* _The problem_: Return, exactly and in full, the lines of the records below starting at the one with "pub mod person;" and ending at the one with "keeps its own", and no other lines.

* _Saved entries_:
○ ○ ○ ○

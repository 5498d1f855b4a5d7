//! Data models for registration entities.
//!
//! This module contains the data structures the grid engine reads:
//!
//! - `Person`, `PhoneNumber`, `Location`: people and their contact info
//! - `Group`, `GroupType`, `GroupMember`: groups registrants are placed into
//! - `AttributeDefinition`, `AttributeValue`: dynamically defined fields
//! - `RegistrationTemplate`, `Registrant`: registration forms and entries

pub mod attribute;
pub mod group;
pub mod person;
pub mod registration;

pub use attribute::{
    AttributeDefinition, AttributeEntity, AttributeFieldType, AttributeValue, AttributeValueKey,
    Campus, DefinedValue,
};
pub use group::{Group, GroupMember, GroupRole, GroupType, MemberStatus};
pub use person::{Gender, Location, Person, PhoneKind, PhoneNumber};
pub use registration::{
    FieldSource, FormFieldDefinition, PersonField, Registrant, RegistrantFee, RegistrationForm,
    RegistrationInstance, RegistrationTemplate,
};
//! User preference storage for filter bar state.
//!
//! Keys are flat strings; the filter bar scopes them with a
//! `<template id>-<view>-` prefix so each template and view keeps its own
//! filters.

pub mod manager;

use std::collections::BTreeMap;

use anyhow::Result;

pub use manager::JsonPreferenceStore;

pub trait PreferenceStore {
    fn get(&self, key: &str) -> Option<String>;

    fn set(&mut self, key: &str, value: &str) -> Result<()>;

    fn delete(&mut self, key: &str) -> Result<()>;

    /// Remove every key starting with `prefix`.
    fn delete_prefix(&mut self, prefix: &str) -> Result<()>;

    /// All `(key, value)` pairs under `prefix`, sorted by key.
    fn entries(&self, prefix: &str) -> Vec<(String, String)>;
}

/// Request-scoped store. Nothing survives the process.
#[derive(Debug, Clone, Default)]
pub struct MemoryPreferenceStore {
    values: BTreeMap<String, String>,
}

impl MemoryPreferenceStore {
    pub fn new() -> Self {
        Self::default()
    }
}

impl PreferenceStore for MemoryPreferenceStore {
    fn get(&self, key: &str) -> Option<String> {
        self.values.get(key).cloned()
    }

    fn set(&mut self, key: &str, value: &str) -> Result<()> {
        self.values.insert(key.to_string(), value.to_string());
        Ok(())
    }

    fn delete(&mut self, key: &str) -> Result<()> {
        self.values.remove(key);
        Ok(())
    }

    fn delete_prefix(&mut self, prefix: &str) -> Result<()> {
        self.values.retain(|k, _| !k.starts_with(prefix));
        Ok(())
    }

    fn entries(&self, prefix: &str) -> Vec<(String, String)> {
        self.values
            .iter()
            .filter(|(k, _)| k.starts_with(prefix))
            .map(|(k, v)| (k.clone(), v.clone()))
            .collect()
    }
}

#[cfg(test)]
mod tests {
    use super::*;

    #[test]
    fn test_delete_prefix_leaves_other_scopes() {
        let mut store = MemoryPreferenceStore::new();
        store.set("7-WL-Email", "a").unwrap();
        store.set("7-WL-Grade", "2").unwrap();
        store.set("7-GroupPlacements-Email", "b").unwrap();
        store.set("8-WL-Email", "c").unwrap();

        store.delete_prefix("7-WL-").unwrap();

        assert_eq!(store.get("7-WL-Email"), None);
        assert_eq!(store.get("7-GroupPlacements-Email").as_deref(), Some("b"));
        assert_eq!(store.entries("8-").len(), 1);
    }
}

○ ○ ○ ○

* _Exercise response_:
pub mod person;
pub mod registration;

pub use attribute::{
    AttributeDefinition, AttributeEntity, AttributeFieldType, AttributeValue, AttributeValueKey,
    Campus, DefinedValue,
};
pub use group::{Group, GroupMember, GroupRole, GroupType, MemberStatus};
pub use person::{Gender, Location, Person, PhoneKind, PhoneNumber};
pub use registration::{
    FieldSource, FormFieldDefinition, PersonField, Registrant, RegistrantFee, RegistrationForm,
    RegistrationInstance, RegistrationTemplate,
};
//! User preference storage for filter bar state.
//!
//! Keys are flat strings; the filter bar scopes them with a
//! `<template id>-<view>-` prefix so each template and view keeps its own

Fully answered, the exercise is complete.